(Beginning of Source records)

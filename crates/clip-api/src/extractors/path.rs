//! Path parameter helpers
//!
//! Snowflake IDs arrive as strings; parse failures become 400s naming the
//! offending parameter.

use clip_core::Snowflake;

use crate::response::ApiError;

/// Parse a Snowflake path parameter
pub fn parse_id(raw: &str, name: &str) -> Result<Snowflake, ApiError> {
    raw.parse::<Snowflake>()
        .map_err(|_| ApiError::invalid_path(format!("Invalid {name} format")))
}

#[cfg(test)]
mod tests {
    use super::*;

    #[test]
    fn test_parse_id() {
        assert_eq!(parse_id("12345", "video_id").unwrap(), Snowflake::new(12345));
        assert!(parse_id("not-a-number", "video_id").is_err());
    }
}
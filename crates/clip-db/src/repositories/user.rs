//! PostgreSQL implementation of UserRepository

use async_trait::async_trait;
use sqlx::PgPool;
use tracing::instrument;

use clip_core::entities::User;
use clip_core::error::DomainError;
use clip_core::traits::{RepoResult, UserRepository};
use clip_core::value_objects::Snowflake;

use crate::models::UserModel;

use super::error::{map_db_error, map_unique_violation};

/// PostgreSQL implementation of UserRepository
#[derive(Clone)]
pub struct PgUserRepository {
    pool: PgPool,
}

impl PgUserRepository {
    /// Create a new PgUserRepository
    pub fn new(pool: PgPool) -> Self {
        Self { pool }
    }
}

#[async_trait]
impl UserRepository for PgUserRepository {
    #[instrument(skip(self))]
    async fn find_by_id(&self, id: Snowflake) -> RepoResult<Option<User>> {
        let result = sqlx::query_as::<_, UserModel>(
            r#"
            SELECT id, username, display_name, password_hash, avatar, bio, verified,
                   created_at, updated_at
            FROM users
            WHERE id = $1
            "#,
        )
        .bind(id.into_inner())
        .fetch_optional(&self.pool)
        .await
        .map_err(map_db_error)?;

        Ok(result.map(User::from))
    }

    #[instrument(skip(self))]
    async fn find_by_username(&self, username: &str) -> RepoResult<Option<User>> {
        let result = sqlx::query_as::<_, UserModel>(
            r#"
            SELECT id, username, display_name, password_hash, avatar, bio, verified,
                   created_at, updated_at
            FROM users
            WHERE LOWER(username) = LOWER($1)
            "#,
        )
        .bind(username)
        .fetch_optional(&self.pool)
        .await
        .map_err(map_db_error)?;

        Ok(result.map(User::from))
    }

    #[instrument(skip(self))]
    async fn username_exists(&self, username: &str) -> RepoResult<bool> {
        let exists = sqlx::query_scalar::<_, bool>(
            r#"
            SELECT EXISTS(SELECT 1 FROM users WHERE LOWER(username) = LOWER($1))
            "#,
        )
        .bind(username)
        .fetch_one(&self.pool)
        .await
        .map_err(map_db_error)?;

        Ok(exists)
    }

    #[instrument(skip(self, ids), fields(count = ids.len()))]
    async fn find_many(&self, ids: &[Snowflake]) -> RepoResult<Vec<User>> {
        if ids.is_empty() {
            return Ok(Vec::new());
        }

        let raw: Vec<i64> = ids.iter().map(|id| id.into_inner()).collect();

        let results = sqlx::query_as::<_, UserModel>(
            r#"
            SELECT id, username, display_name, password_hash, avatar, bio, verified,
                   created_at, updated_at
            FROM users
            WHERE id = ANY($1)
            "#,
        )
        .bind(&raw)
        .fetch_all(&self.pool)
        .await
        .map_err(map_db_error)?;

        Ok(results.into_iter().map(User::from).collect())
    }

    #[instrument(skip(self, password_hash))]
    async fn create(&self, user: &User, password_hash: &str) -> RepoResult<()> {
        sqlx::query(
            r#"
            INSERT INTO users (id, username, display_name, password_hash, avatar, bio,
                               verified, created_at, updated_at)
            VALUES ($1, $2, $3, $4, $5, $6, $7, $8, $9)
            "#,
        )
        .bind(user.id.into_inner())
        .bind(&user.username)
        .bind(&user.display_name)
        .bind(password_hash)
        .bind(user.avatar.as_deref())
        .bind(user.bio.as_deref())
        .bind(user.verified)
        .bind(user.created_at)
        .bind(user.updated_at)
        .execute(&self.pool)
        .await
        .map_err(|e| map_unique_violation(e, || DomainError::UsernameTaken))?;

        Ok(())
    }

    #[instrument(skip(self))]
    async fn update(&self, user: &User) -> RepoResult<()> {
        let result = sqlx::query(
            r#"
            UPDATE users
            SET display_name = $2, avatar = $3, bio = $4, updated_at = NOW()
            WHERE id = $1
            "#,
        )
        .bind(user.id.into_inner())
        .bind(&user.display_name)
        .bind(user.avatar.as_deref())
        .bind(user.bio.as_deref())
        .execute(&self.pool)
        .await
        .map_err(map_db_error)?;

        if result.rows_affected() == 0 {
            return Err(DomainError::UserNotFound(user.id));
        }

        Ok(())
    }

    #[instrument(skip(self))]
    async fn get_password_hash(&self, id: Snowflake) -> RepoResult<Option<String>> {
        let hash = sqlx::query_scalar::<_, String>(
            r#"
            SELECT password_hash FROM users WHERE id = $1
            "#,
        )
        .bind(id.into_inner())
        .fetch_optional(&self.pool)
        .await
        .map_err(map_db_error)?;

        Ok(hash)
    }

    #[instrument(skip(self, password_hash))]
    async fn update_password(&self, id: Snowflake, password_hash: &str) -> RepoResult<()> {
        let result = sqlx::query(
            r#"
            UPDATE users SET password_hash = $2, updated_at = NOW() WHERE id = $1
            "#,
        )
        .bind(id.into_inner())
        .bind(password_hash)
        .execute(&self.pool)
        .await
        .map_err(map_db_error)?;

        if result.rows_affected() == 0 {
            return Err(DomainError::UserNotFound(id));
        }

        Ok(())
    }
}
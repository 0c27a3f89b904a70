//! # clip-db
//!
//! Database layer implementing repository traits with PostgreSQL via SQLx.
//!
//! ## Overview
//!
//! This crate provides PostgreSQL implementations for the repository traits
//! defined in `clip-core`. It handles:
//!
//! - Connection pool management
//! - Database models with SQLx `FromRow` derives
//! - Entity ↔ Model mappers
//! - Repository implementations
//!
//! Engagement operations that must keep counters, ledgers, and notification
//! rows consistent run inside a single transaction here; the pure state
//! logic lives in `clip-core`.
//!
//! ## Usage
//!
//! ```rust,ignore
//! use clip_db::pool::{create_pool, DatabaseConfig};
//! use clip_db::repositories::PgVideoRepository;
//! use clip_core::traits::VideoRepository;
//!
//! async fn example() -> Result<(), Box<dyn std::error::Error>> {
//!     let config = DatabaseConfig::from_env();
//!     let pool = create_pool(&config).await?;
//!     let video_repo = PgVideoRepository::new(pool);
//!
//!     // Use the repository...
//!     Ok(())
//! }
//! ```

pub mod mappers;
pub mod models;
pub mod pool;
pub mod repositories;

// Re-export commonly used types
pub use pool::{create_pool, create_pool_from_env, DatabaseConfig, PgPool};
pub use repositories::{
    PgCommentRepository, PgNotificationRepository, PgReactionRepository, PgReportRepository,
    PgSubscriptionRepository, PgUserRepository, PgVideoRepository,
};
//! HTTP client for the storage service

use async_trait::async_trait;
use tracing::instrument;
use uuid::Uuid;

use clip_common::config::StorageConfig;
use clip_core::error::DomainError;
use clip_core::traits::{Bucket, ObjectStorage};

/// Object storage client speaking the storage service's REST API.
///
/// Objects are written under a fresh UUID name so uploads never collide; the
/// original filename only contributes its extension.
#[derive(Clone)]
pub struct HttpObjectStorage {
    http: reqwest::Client,
    base_url: String,
    api_key: String,
}

impl HttpObjectStorage {
    /// Create a new storage client from configuration
    pub fn new(config: &StorageConfig) -> Self {
        Self {
            http: reqwest::Client::new(),
            base_url: config.base_url.trim_end_matches('/').to_string(),
            api_key: config.api_key.clone(),
        }
    }

    fn upload_url(&self, bucket: Bucket, object_name: &str) -> String {
        format!(
            "{}/storage/v1/object/{}/{}",
            self.base_url,
            bucket.name(),
            object_name
        )
    }

    fn public_url(&self, bucket: Bucket, object_name: &str) -> String {
        format!(
            "{}/storage/v1/object/public/{}/{}",
            self.base_url,
            bucket.name(),
            object_name
        )
    }
}

/// Derive a unique object name, keeping only the original extension
fn object_name(filename: &str) -> String {
    match extension(filename) {
        Some(ext) => format!("{}.{ext}", Uuid::new_v4()),
        None => Uuid::new_v4().to_string(),
    }
}

fn extension(filename: &str) -> Option<&str> {
    let ext = filename.rsplit_once('.')?.1;
    if ext.is_empty() || ext.contains('/') {
        return None;
    }
    Some(ext)
}

/// Content type by extension; unknown extensions fall back to octet-stream
fn content_type(filename: &str) -> &'static str {
    match extension(filename).map(str::to_ascii_lowercase).as_deref() {
        Some("mp4") => "video/mp4",
        Some("webm") => "video/webm",
        Some("mov") => "video/quicktime",
        Some("jpg" | "jpeg") => "image/jpeg",
        Some("png") => "image/png",
        Some("gif") => "image/gif",
        Some("webp") => "image/webp",
        _ => "application/octet-stream",
    }
}

#[async_trait]
impl ObjectStorage for HttpObjectStorage {
    #[instrument(skip(self, data), fields(bytes = data.len(), bucket = bucket.name()))]
    async fn upload(
        &self,
        data: Vec<u8>,
        filename: &str,
        bucket: Bucket,
    ) -> Result<String, DomainError> {
        let name = object_name(filename);

        let response = self
            .http
            .post(self.upload_url(bucket, &name))
            .bearer_auth(&self.api_key)
            .header(reqwest::header::CONTENT_TYPE, content_type(filename))
            .body(data)
            .send()
            .await
            .map_err(|e| DomainError::StorageError(e.to_string()))?;

        if !response.status().is_success() {
            let status = response.status();
            let body = response.text().await.unwrap_or_default();
            return Err(DomainError::StorageError(format!(
                "Upload rejected with {status}: {body}"
            )));
        }

        Ok(self.public_url(bucket, &name))
    }
}

#[cfg(test)]
mod tests {
    use super::*;

    fn test_client() -> HttpObjectStorage {
        HttpObjectStorage::new(&StorageConfig {
            base_url: "https://storage.example.com/".to_string(),
            api_key: "secret".to_string(),
            max_upload_mb: 500,
        })
    }

    #[test]
    fn test_urls_have_no_double_slash() {
        let client = test_client();
        assert_eq!(
            client.upload_url(Bucket::Videos, "abc.mp4"),
            "https://storage.example.com/storage/v1/object/videos/abc.mp4"
        );
        assert_eq!(
            client.public_url(Bucket::Avatars, "abc.png"),
            "https://storage.example.com/storage/v1/object/public/avatars/abc.png"
        );
    }

    #[test]
    fn test_object_name_keeps_extension_only() {
        let name = object_name("my vacation video.mp4");
        assert!(name.ends_with(".mp4"));
        assert!(!name.contains(' '));

        let bare = object_name("README");
        assert!(!bare.contains('.'));
    }

    #[test]
    fn test_content_type_mapping() {
        assert_eq!(content_type("clip.mp4"), "video/mp4");
        assert_eq!(content_type("thumb.JPG"), "image/jpeg");
        assert_eq!(content_type("cover.png"), "image/png");
        assert_eq!(content_type("mystery.bin"), "application/octet-stream");
        assert_eq!(content_type("noext"), "application/octet-stream");
    }
}
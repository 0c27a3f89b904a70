//! Reaction entity and the like/dislike transition rules
//!
//! The reaction ledger is the source of truth for a video's `likes_count` and
//! `dislikes_count`. Every state change goes through [`transition`], which
//! maps (current, desired) to exactly one ledger operation plus the counter
//! deltas that keep the aggregates in sync with the ledger.

use chrono::{DateTime, Utc};

use crate::value_objects::Snowflake;

/// Reaction kind - the value a user can attach to a video
#[derive(Debug, Clone, Copy, PartialEq, Eq, Hash)]
pub enum ReactionKind {
    Like,
    Dislike,
}

impl ReactionKind {
    /// Wire/storage encoding: 1 = like, -1 = dislike
    #[inline]
    pub const fn value(self) -> i16 {
        match self {
            Self::Like => 1,
            Self::Dislike => -1,
        }
    }

    /// Decode from the wire/storage encoding; 0 (or anything else) means
    /// "no reaction" and yields `None`.
    #[inline]
    pub const fn from_value(value: i16) -> Option<Self> {
        match value {
            1 => Some(Self::Like),
            -1 => Some(Self::Dislike),
            _ => None,
        }
    }
}

/// Reaction ledger entry - at most one per (user, video)
///
/// Absence of a row means "no reaction"; there is no stored neutral state.
#[derive(Debug, Clone, PartialEq, Eq)]
pub struct Reaction {
    pub user_id: Snowflake,
    pub video_id: Snowflake,
    pub kind: ReactionKind,
    pub created_at: DateTime<Utc>,
}

impl Reaction {
    /// Create a new Reaction
    pub fn new(user_id: Snowflake, video_id: Snowflake, kind: ReactionKind) -> Self {
        Self {
            user_id,
            video_id,
            kind,
            created_at: Utc::now(),
        }
    }
}

/// The single ledger write a transition requires
#[derive(Debug, Clone, Copy, PartialEq, Eq)]
pub enum LedgerOp {
    /// Insert a new reaction row with this kind
    Insert(ReactionKind),
    /// Flip the existing row to this kind
    Update(ReactionKind),
    /// Delete the existing row
    Delete,
    /// Leave the ledger untouched
    Keep,
}

/// Outcome of applying a desired reaction to the current ledger state
///
/// Negative deltas are applied with a floor at zero; the floor is a defensive
/// clamp against ledger drift and never fires under correct operation.
#[derive(Debug, Clone, Copy, PartialEq, Eq)]
pub struct Transition {
    pub ledger: LedgerOp,
    pub likes_delta: i64,
    pub dislikes_delta: i64,
    /// The user's reaction state after the transition
    pub state: Option<ReactionKind>,
}

/// Compute the transition for `SetReaction(current -> desired)`.
///
/// Resubmitting the current kind toggles it OFF (the like-button undo), it is
/// not a no-op. Switching kinds moves one unit from one counter to the other.
pub const fn transition(
    current: Option<ReactionKind>,
    desired: Option<ReactionKind>,
) -> Transition {
    match (current, desired) {
        (None, None) => Transition {
            ledger: LedgerOp::Keep,
            likes_delta: 0,
            dislikes_delta: 0,
            state: None,
        },
        (None, Some(kind)) => Transition {
            ledger: LedgerOp::Insert(kind),
            likes_delta: match kind {
                ReactionKind::Like => 1,
                ReactionKind::Dislike => 0,
            },
            dislikes_delta: match kind {
                ReactionKind::Like => 0,
                ReactionKind::Dislike => 1,
            },
            state: Some(kind),
        },
        (Some(old), Some(new)) if old as u8 != new as u8 => Transition {
            ledger: LedgerOp::Update(new),
            likes_delta: match new {
                ReactionKind::Like => 1,
                ReactionKind::Dislike => -1,
            },
            dislikes_delta: match new {
                ReactionKind::Like => -1,
                ReactionKind::Dislike => 1,
            },
            state: Some(new),
        },
        // Same kind resubmitted, or explicit clear: remove the row
        (Some(old), _) => Transition {
            ledger: LedgerOp::Delete,
            likes_delta: match old {
                ReactionKind::Like => -1,
                ReactionKind::Dislike => 0,
            },
            dislikes_delta: match old {
                ReactionKind::Like => 0,
                ReactionKind::Dislike => -1,
            },
            state: None,
        },
    }
}

#[cfg(test)]
mod tests {
    use super::*;
    use ReactionKind::{Dislike, Like};

    #[test]
    fn value_encoding_roundtrip() {
        assert_eq!(ReactionKind::from_value(Like.value()), Some(Like));
        assert_eq!(ReactionKind::from_value(Dislike.value()), Some(Dislike));
        assert_eq!(ReactionKind::from_value(0), None);
        assert_eq!(ReactionKind::from_value(7), None);
    }

    #[test]
    fn none_to_like_inserts_and_counts() {
        let t = transition(None, Some(Like));
        assert_eq!(t.ledger, LedgerOp::Insert(Like));
        assert_eq!((t.likes_delta, t.dislikes_delta), (1, 0));
        assert_eq!(t.state, Some(Like));
    }

    #[test]
    fn none_to_dislike_inserts_and_counts() {
        let t = transition(None, Some(Dislike));
        assert_eq!(t.ledger, LedgerOp::Insert(Dislike));
        assert_eq!((t.likes_delta, t.dislikes_delta), (0, 1));
        assert_eq!(t.state, Some(Dislike));
    }

    #[test]
    fn none_to_none_is_noop() {
        let t = transition(None, None);
        assert_eq!(t.ledger, LedgerOp::Keep);
        assert_eq!((t.likes_delta, t.dislikes_delta), (0, 0));
        assert_eq!(t.state, None);
    }

    #[test]
    fn resubmitting_same_kind_toggles_off() {
        let t = transition(Some(Like), Some(Like));
        assert_eq!(t.ledger, LedgerOp::Delete);
        assert_eq!((t.likes_delta, t.dislikes_delta), (-1, 0));
        assert_eq!(t.state, None);

        let t = transition(Some(Dislike), Some(Dislike));
        assert_eq!(t.ledger, LedgerOp::Delete);
        assert_eq!((t.likes_delta, t.dislikes_delta), (0, -1));
        assert_eq!(t.state, None);
    }

    #[test]
    fn explicit_clear_deletes() {
        let t = transition(Some(Like), None);
        assert_eq!(t.ledger, LedgerOp::Delete);
        assert_eq!((t.likes_delta, t.dislikes_delta), (-1, 0));

        let t = transition(Some(Dislike), None);
        assert_eq!(t.ledger, LedgerOp::Delete);
        assert_eq!((t.likes_delta, t.dislikes_delta), (0, -1));
    }

    #[test]
    fn switching_kind_moves_one_unit() {
        let t = transition(Some(Like), Some(Dislike));
        assert_eq!(t.ledger, LedgerOp::Update(Dislike));
        assert_eq!((t.likes_delta, t.dislikes_delta), (-1, 1));
        assert_eq!(t.state, Some(Dislike));

        let t = transition(Some(Dislike), Some(Like));
        assert_eq!(t.ledger, LedgerOp::Update(Like));
        assert_eq!((t.likes_delta, t.dislikes_delta), (1, -1));
        assert_eq!(t.state, Some(Like));
    }

    #[test]
    fn double_toggle_returns_to_origin() {
        // Toggle-off law: like twice nets out to no reaction and zero delta
        let first = transition(None, Some(Like));
        let second = transition(first.state, Some(Like));
        assert_eq!(second.state, None);
        assert_eq!(first.likes_delta + second.likes_delta, 0);
        assert_eq!(first.dislikes_delta + second.dislikes_delta, 0);
    }

    #[test]
    fn sum_consistency_over_random_sequences() {
        // Replaying any sequence of desires through the table keeps the
        // aggregate equal to the count of users whose last state is that kind.
        let sequences: &[&[Option<ReactionKind>]] = &[
            &[Some(Like), Some(Dislike), Some(Dislike)],
            &[Some(Like), Some(Like), Some(Like)],
            &[Some(Dislike), None, Some(Like)],
            &[None, Some(Dislike), Some(Like), Some(Like)],
        ];

        for seq in sequences {
            let mut state = None;
            let mut likes = 0i64;
            let mut dislikes = 0i64;
            for desired in *seq {
                let t = transition(state, *desired);
                state = t.state;
                likes = (likes + t.likes_delta).max(0);
                dislikes = (dislikes + t.dislikes_delta).max(0);
            }
            assert_eq!(likes, i64::from(state == Some(Like)));
            assert_eq!(dislikes, i64::from(state == Some(Dislike)));
        }
    }
}
//! Clip API Server entry point
//!
//! Run with:
//! ```bash
//! cargo run -p clip-api
//! ```
//!
//! Configuration is loaded from environment variables or a .env file.

use clip_common::{try_init_tracing, AppConfig};
use tracing::{error, info};

#[tokio::main]
async fn main() {
    if let Err(e) = try_init_tracing() {
        eprintln!("Warning: Failed to initialize tracing: {e}");
    }

    if let Err(e) = run().await {
        error!(error = %e, "Server failed to start");
        std::process::exit(1);
    }
}

async fn run() -> Result<(), Box<dyn std::error::Error>> {
    info!("Starting Clip API Server...");

    let config = AppConfig::from_env().map_err(|e| {
        error!(error = %e, "Failed to load configuration");
        e
    })?;

    info!(
        env = ?config.app.env,
        port = config.server.port,
        "Configuration loaded"
    );

    clip_api::run(config).await?;

    Ok(())
}
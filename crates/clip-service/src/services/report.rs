//! Report service

use chrono::Utc;
use clip_core::traits::Report;
use clip_core::Snowflake;
use tracing::{info, instrument};

use crate::dto::CreateReportRequest;

use super::context::ServiceContext;
use super::error::ServiceResult;

/// Report service
pub struct ReportService<'a> {
    ctx: &'a ServiceContext,
}

impl<'a> ReportService<'a> {
    /// Create a new ReportService
    pub fn new(ctx: &'a ServiceContext) -> Self {
        Self { ctx }
    }

    /// File a report against a video
    #[instrument(skip(self, request), fields(reason = %request.reason))]
    pub async fn create(
        &self,
        reporter_id: Snowflake,
        video_id: Snowflake,
        request: CreateReportRequest,
    ) -> ServiceResult<()> {
        let report = Report {
            id: self.ctx.generate_id(),
            reporter_id,
            video_id,
            reason: request.reason,
            details: request.details,
            created_at: Utc::now(),
        };

        self.ctx.report_repo().create(&report).await?;

        info!(report_id = %report.id, video_id = %video_id, "Report filed");

        Ok(())
    }
}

(End of Source records)

Prompt
Exactly as written, reproduce the lines of the data above from the first line through the line where "use sqlx::PgPool;" appears.

Solution to this task
filename crates/clip-api/src/extractors/path.rs
//! Path parameter helpers
//!
//! Snowflake IDs arrive as strings; parse failures become 400s naming the
//! offending parameter.

use clip_core::Snowflake;

use crate::response::ApiError;

/// Parse a Snowflake path parameter
pub fn parse_id(raw: &str, name: &str) -> Result<Snowflake, ApiError> {
    raw.parse::<Snowflake>()
        .map_err(|_| ApiError::invalid_path(format!("Invalid {name} format")))
}

#[cfg(test)]
mod tests {
    use super::*;

    #[test]
    fn test_parse_id() {
        assert_eq!(parse_id("12345", "video_id").unwrap(), Snowflake::new(12345));
        assert!(parse_id("not-a-number", "video_id").is_err());
    }
}
filename crates/clip-db/src/repositories/user.rs
//! PostgreSQL implementation of UserRepository

use async_trait::async_trait;
use sqlx::PgPool;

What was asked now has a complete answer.